L'innovation essentielle réside dans le CCUS, qui capture les émissions de CO2 provenant de la production d'électricité avant qu'elles n'entrent dans l'atmosphère et les stocke géologiquement ou les utilise dans des processus industriels. Des investissements importants sont réalisés pour réduire le coût et améliorer l’efficacité de ces systèmes. Des projets comme l'installation Quest au Canada fonctionnent avec succès depuis des années, capturant plus d'un million de tonnes de CO2 par an. Des entreprises comme Occidental Petroleum investissent massivement dans les technologies de capture directe de l’air (DAC), qui éliminent le CO2 directement de l’atmosphère, et dans l’amélioration du CCUS pour les centrales existantes. D'ici 2035, l'amélioration de l'efficacité du captage et la réduction des coûts pourraient faire du gaz naturel avec CCUS une option compétitive et conforme aux normes d'émissions, fournissant ainsi une passerelle vitale pendant que des technologies plus récentes et plus expérimentales mûrissent.

Implications pour l'utilisateur quotidien

Pour l’individu moyen, l’issue de cette course énergétique aura un impact direct sur sa vie quotidienne. Une transition réussie vers ces sources d’énergie avancées promet des réseaux électriques plus stables et plus fiables, réduisant potentiellement la fréquence et la durée des pannes de courant. Sur le plan environnemental, un réseau alimenté par la fusion, la fission avancée ou le gaz naturel avec un CCUS efficace signifie un air nettement plus pur, moins d'émissions de carbone et une étape tangible vers la lutte contre le changement climatique, conduisant à de meilleurs résultats en matière de santé publique.

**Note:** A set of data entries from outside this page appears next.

#[cfg(test)]
mod tests {
    use super::*;
    use crate::model::response_cache::InMemoryResponseCache;
    use crate::upstream::QuoteProvider;
    use async_trait::async_trait;
    use axum::body::Body;
    use axum::http::Request;
    use std::sync::atomic::{AtomicUsize, Ordering};
    use tape_common::{Quote, Result, TapeError};
    use tower::ServiceExt;

    const TTL: Duration = Duration::from_secs(15);

    /// Quotes every symbol at 100.0 except `DOWN`, counting calls.
    #[derive(Default)]
    struct CountingProvider {
        calls: AtomicUsize,
    }

    #[async_trait]
    impl QuoteProvider for CountingProvider {
        async fn fetch_quote(&self, symbol: &Symbol) -> Result<Quote> {
            self.calls.fetch_add(1, Ordering::SeqCst);
            if symbol.as_str() == "DOWN" {
                return Err(TapeError::UpstreamStatus {
                    symbol: symbol.to_string(),
                    status: 500,
                });
            }
            Ok(Quote::new(symbol.as_str(), 100.0, -0.5, -0.5).unwrap())
        }
    }

    fn app() -> (Router, Arc<CountingProvider>) {
        let provider = Arc::new(CountingProvider::default());
        let aggregator = QuoteAggregator::new(provider.clone(), Duration::from_secs(5));
        let cache = Arc::new(InMemoryResponseCache::new());
        (create_router(AppState::new(aggregator, cache, TTL)), provider)
    }

    async fn send(app: Router, method: &str, uri: &str) -> Response {
        app.oneshot(
            Request::builder()
                .method(method)
                .uri(uri)
                .body(Body::empty())
                .unwrap(),
        )
        .await
        .unwrap()
    }

    async fn json(response: Response) -> serde_json::Value {
        let bytes = axum::body::to_bytes(response.into_body(), usize::MAX)
            .await
            .unwrap();
        serde_json::from_slice(&bytes).unwrap()
    }

    fn assert_cors(response: &Response) {
        let headers = response.headers();
        assert_eq!(headers[ACCESS_CONTROL_ALLOW_ORIGIN], "*");
        assert_eq!(headers[ACCESS_CONTROL_ALLOW_METHODS], "GET, OPTIONS");
        assert_eq!(headers[ACCESS_CONTROL_ALLOW_HEADERS], "content-type");
        assert_eq!(headers[CONTENT_TYPE], JSON_CONTENT_TYPE);
    }

    #[tokio::test]
    async fn returns_quotes_with_cache_headers() {
        let (app, _) = app();
        let response = send(app, "GET", "/quotes?symbols=aapl,msft").await;

        assert_eq!(response.status(), StatusCode::OK);
        assert_cors(&response);
        assert_eq!(response.headers()[CACHE_CONTROL], "public, max-age=15");

        let body = json(response).await;
        assert_eq!(body["quotes"].as_array().unwrap().len(), 2);
        assert_eq!(body["quotes"][0]["symbol"], "AAPL");
        assert_eq!(body["quotes"][0]["changePercent"], -0.5);
        assert!(body["updatedAt"].is_string());
    }

    #[tokio::test]
    async fn nested_quotes_path_is_accepted() {
        let (app, _) = app();
        let response = send(app, "GET", "/api/tape/quotes?symbols=spy").await;
        assert_eq!(response.status(), StatusCode::OK);
    }

    #[tokio::test]
    async fn all_upstream_failures_still_answer_ok() {
        let (app, _) = app();
        let response = send(app, "GET", "/quotes?symbols=down").await;

        assert_eq!(response.status(), StatusCode::OK);
        assert_eq!(json(response).await["quotes"], serde_json::json!([]));
    }

    #[tokio::test]
    async fn missing_or_empty_symbols_is_bad_request() {
        for uri in ["/quotes", "/quotes?symbols=", "/quotes?symbols=%20,%20,", "/quotes?other=1"] {
            let (app, provider) = app();
            let response = send(app, "GET", uri).await;

            assert_eq!(response.status(), StatusCode::BAD_REQUEST, "{uri}");
            assert_cors(&response);
            let body = json(response).await;
            assert_eq!(body["quotes"], serde_json::json!([]));
            assert_eq!(body["error"], "Missing symbols");
            assert_eq!(provider.calls.load(Ordering::SeqCst), 0);
        }
    }

    #[tokio::test]
    async fn unknown_path_is_not_found() {
        let (app, _) = app();
        let response = send(app, "GET", "/prices?symbols=AAPL").await;

        assert_eq!(response.status(), StatusCode::NOT_FOUND);
        assert_cors(&response);
        let body = json(response).await;
        assert_eq!(body["error"], "Not found");
        assert!(body.get("quotes").is_none());
    }

    #[tokio::test]
    async fn non_get_method_is_rejected() {
        for method in ["POST", "PUT", "DELETE", "PATCH"] {
            let (app, _) = app();
            let response = send(app, method, "/quotes?symbols=AAPL").await;
            assert_eq!(response.status(), StatusCode::METHOD_NOT_ALLOWED, "{method}");
            assert_cors(&response);
        }
    }

    #[tokio::test]
    async fn options_is_preflight_on_any_path() {
        for uri in ["/quotes", "/anything"] {
            let (app, provider) = app();
            let response = send(app, "OPTIONS", uri).await;
            assert_eq!(response.status(), StatusCode::NO_CONTENT);
            assert_cors(&response);
            assert_eq!(provider.calls.load(Ordering::SeqCst), 0);
        }
    }

    #[tokio::test]
    async fn duplicates_fan_out_once_per_symbol() {
        let (app, provider) = app();
        let response = send(app, "GET", "/quotes?symbols=aapl,AAPL,%20msft").await;

        assert_eq!(response.status(), StatusCode::OK);
        assert_eq!(provider.calls.load(Ordering::SeqCst), 2);
        let body = json(response).await;
        let symbols: Vec<_> = body["quotes"]
            .as_array()
            .unwrap()
            .iter()
            .map(|q| q["symbol"].as_str().unwrap().to_string())
            .collect();
        assert_eq!(symbols, vec!["AAPL", "MSFT"]);
    }

    #[tokio::test]
    async fn long_lists_are_truncated() {
        let (app, provider) = app();
        let list = (0..30).map(|i| format!("t{i}")).collect::<Vec<_>>().join(",");
        let response = send(app, "GET", &format!("/quotes?symbols={list}")).await;

        assert_eq!(provider.calls.load(Ordering::SeqCst), 25);
        assert_eq!(json(response).await["quotes"].as_array().unwrap().len(), 25);
    }

    #[tokio::test(start_paused = true)]
    async fn identical_requests_within_ttl_hit_cache() {
        let (app, provider) = app();

        let first = json(send(app.clone(), "GET", "/quotes?symbols=AAPL,MSFT").await).await;
        tokio::time::advance(Duration::from_secs(10)).await;
        let second = json(send(app.clone(), "GET", "/quotes?symbols=aapl,%20msft,AAPL").await).await;

        assert_eq!(provider.calls.load(Ordering::SeqCst), 2);
        assert_eq!(first, second);

        tokio::time::advance(Duration::from_secs(6)).await;
        send(app, "GET", "/quotes?symbols=AAPL,MSFT").await;
        assert_eq!(provider.calls.load(Ordering::SeqCst), 4);
    }

    /// Answers after a delay, counting calls.
    #[derive(Default)]
    struct SlowProvider {
        calls: AtomicUsize,
    }

    #[async_trait]
    impl QuoteProvider for SlowProvider {
        async fn fetch_quote(&self, symbol: &Symbol) -> Result<Quote> {
            self.calls.fetch_add(1, Ordering::SeqCst);
            tokio::time::sleep(Duration::from_millis(200)).await;
            Ok(Quote::new(symbol.as_str(), 42.0, 0.0, 0.0).unwrap())
        }
    }

    #[tokio::test(start_paused = true)]
    async fn concurrent_identical_requests_share_one_aggregation() {
        let provider = Arc::new(SlowProvider::default());
        let aggregator = QuoteAggregator::new(provider.clone(), Duration::from_secs(5));
        let state = AppState::new(aggregator, Arc::new(InMemoryResponseCache::new()), TTL);
        let app = create_router(state.clone());

        let (first, second) = tokio::join!(
            send(app.clone(), "GET", "/quotes?symbols=AAPL"),
            send(app.clone(), "GET", "/quotes?symbols=aapl"),
        );

        assert_eq!(first.status(), StatusCode::OK);
        assert_eq!(second.status(), StatusCode::OK);
        assert_eq!(provider.calls.load(Ordering::SeqCst), 1);
        assert_eq!(json(first).await, json(second).await);
        assert!(state.in_flight.lock().is_empty());

        send(app, "GET", "/quotes?symbols=AAPL").await;
        assert_eq!(provider.calls.load(Ordering::SeqCst), 1);
    }

    #[test]
    fn cache_key_uses_normalized_symbols() {
        let symbols = parse_symbols("msft, aapl,MSFT");
        assert_eq!(cache_key("/quotes", &symbols), "/quotes?symbols=MSFT,AAPL");
    }
}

Sur le plan économique, même si l'investissement initial dans ces technologies est substantiel, les avantages à long terme pourraient se traduire par des factures d'électricité plus prévisibles et potentiellement plus faibles, car les coûts des combustibles pour la fusion et la fission sont minimes et les incitations à la tarification du carbone pour le CCUS deviennent plus favorables. En outre, l’augmentation de la production nationale d’énergie à partir de ces diverses sources peut renforcer l’indépendance énergétique nationale, protégeant ainsi les consommateurs de la volatilité des marchés mondiaux des combustibles fossiles. Les décisions énergétiques prises au cours de la prochaine décennie façonneront profondément non seulement nos prises de courant, mais aussi l'air que nous respirons et la stabilité de nos économies.